Several large-scale studies, including the Gauging Responsiveness With A VerifyNow Assay – Impact On Thrombosis And Safety (GRAVITAS) and Thrombocyte Activity Reassessment and Genotyping for PCI (TARGET PCI), will help to answer the question of whether individualised therapy is clinically benefical. The results of the GRAVITAS studies will soon be available and are likely to confirm preliminary studies.

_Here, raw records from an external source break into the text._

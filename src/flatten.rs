//! Section-aware flattening of nested result documents.
//!
//! Every function takes its accumulator by value and hands it back, so no
//! state survives between unrelated calls. Leaf keys that repeat across
//! nested mappings overwrite each other (last write wins) while keeping the
//! position of their first appearance.

use indexmap::IndexMap;
use serde_json::{Map, Value};

use crate::domain::SectionKind;
use crate::profile::{self, GeneProfiles};

/// A single-level field/value mapping in document order.
pub type FlatRecord = IndexMap<String, Value>;

/// Handler for a named section: consumes the section and returns its flat contribution.
pub type SectionHandler = fn(Map<String, Value>, &mut GeneProfiles) -> FlatRecord;

pub fn handler_for(kind: SectionKind) -> SectionHandler {
    match kind {
        SectionKind::Fastp | SectionKind::CgMlstQc | SectionKind::SpeciesDetermination => {
            verbatim_handler
        }
        SectionKind::ContaminationCheck | SectionKind::AssemblyQualityStatistics => {
            recursive_handler
        }
        SectionKind::PredictedSerotype => serotype_handler,
        SectionKind::PredictedPathotype => profile::pathotype_rule,
        SectionKind::AmrProfile => profile::amr_rule,
        SectionKind::MlstSequenceType => profile::mlst_rule,
    }
}

fn verbatim_handler(section: Map<String, Value>, _: &mut GeneProfiles) -> FlatRecord {
    parse_section_return_dict(section)
}

fn recursive_handler(section: Map<String, Value>, _: &mut GeneProfiles) -> FlatRecord {
    parse_unspecified_section(section)
}

fn serotype_handler(section: Map<String, Value>, _: &mut GeneProfiles) -> FlatRecord {
    profile::serotype_rule(section)
}

/// Flattens `record` into `acc`, dispatching registered sections to their handlers.
pub fn flatten_sections(
    mut acc: FlatRecord,
    record: Map<String, Value>,
    profiles: &mut GeneProfiles,
) -> FlatRecord {
    for (key, value) in record {
        match value {
            Value::Object(section) => match SectionKind::from_name(&key) {
                Some(kind) => {
                    let contribution = handler_for(kind)(section, profiles);
                    acc.extend(contribution);
                }
                None => acc = flatten_sections(acc, section, profiles),
            },
            leaf => {
                acc.insert(key, leaf);
            }
        }
    }
    acc
}

/// Recursive flattening with no section rules.
pub fn flatten_generic(mut acc: FlatRecord, record: Map<String, Value>) -> FlatRecord {
    for (key, value) in record {
        match value {
            Value::Object(nested) => acc = flatten_generic(acc, nested),
            leaf => {
                acc.insert(key, leaf);
            }
        }
    }
    acc
}

pub fn parse_unspecified_section(section: Map<String, Value>) -> FlatRecord {
    flatten_generic(FlatRecord::new(), section)
}

/// Copies an already-flat section one level deep.
pub fn parse_section_return_dict(section: Map<String, Value>) -> FlatRecord {
    section.into_iter().collect()
}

There is currently a lack of direction in the use of genetic testing to tailor clopidogrel therapy in poor metabolisers on the basis of genotyping. In a recent multicentre prospective study it was demonstrated that genetic testing did not add to PR monitoring in tailoring clopidogrel therapy to obtain optimal PR inhibition in ACS patients undergoing PCI. In this trial, homo- and heterozygote carriers of CYP 2C19 responded similarly to wild-type carriers with regards to tailored therapy (see Figure 1). Thus, it seems that when a very high dose of clopidogrel is used, genetic status no longer matters. From this study it can be hypothesised that PR testing is enough to tailor therapy. This is supported by the fact that no appropriate therapeutic response to the presence of CYP2C19*17 has yet been defined. No study to date has compared the use of PR and genetic testing in tailored therapy. This will be the goal of the TARGET PCI trial.
It must be noted that in a recent study, the influence of both HTPR and genotyping on clinical outcomes were evaluated separately. Although CYP2C19*2 and HTPR had comparatively high specificity (72% and 79%, respectively), each factor independently only identified 46% of patients with events. Interestingly, 75% of patients with events were identified when both risk factors were combined.31 The latter observation suggests that both genotyping and ex vivo platelet function testing may be more predictive than either alone.
Finally, the potential clinical interest of such functional or genotype testing will be dependent on the antiplatelet agents that are prescribed in ACS in the near future. Prasugrel and ticagrelor are faster and more potent P2Y12 ADP receptor blockers. With these new drugs, the rate of patients with HTPR and thrombotic events is greatly decreased; thus reducing potential interest in these tests. In addition to this, CYP 2C19 would be of no interest since it does not affect the metabolism of ticagrelor and prasugrel.
Conclusion
PR is a promising tool in the search to overcome inter-individual variability in clopidogrel responsiveness and improve patient outcomes in the near future. Studies have allowed the determination of the optimal level of PR to prevent bleeding and thrombotic complications. A recent consensus has defined the optimal level of PR inhibition, which could allow widespread use of these techniques. In addition to this, small scale studies have suggested clinical benefit with dose adjustment according to PR monitoring. PR monitoring could also be useful with the use of new antiplatelet agents. Genetic testing may also help to predict the laboratory and clinical response to clopidogrel, but is unable to encompass all of the factors influencing the effect of clopidogrel on platelets. In addition to this, genetic testing is of no use with new antiplatelet agents and does not predict the response to dose adjustment. Therefore, it is likely that for individualised therapy PR testing will be superior to genetic testing.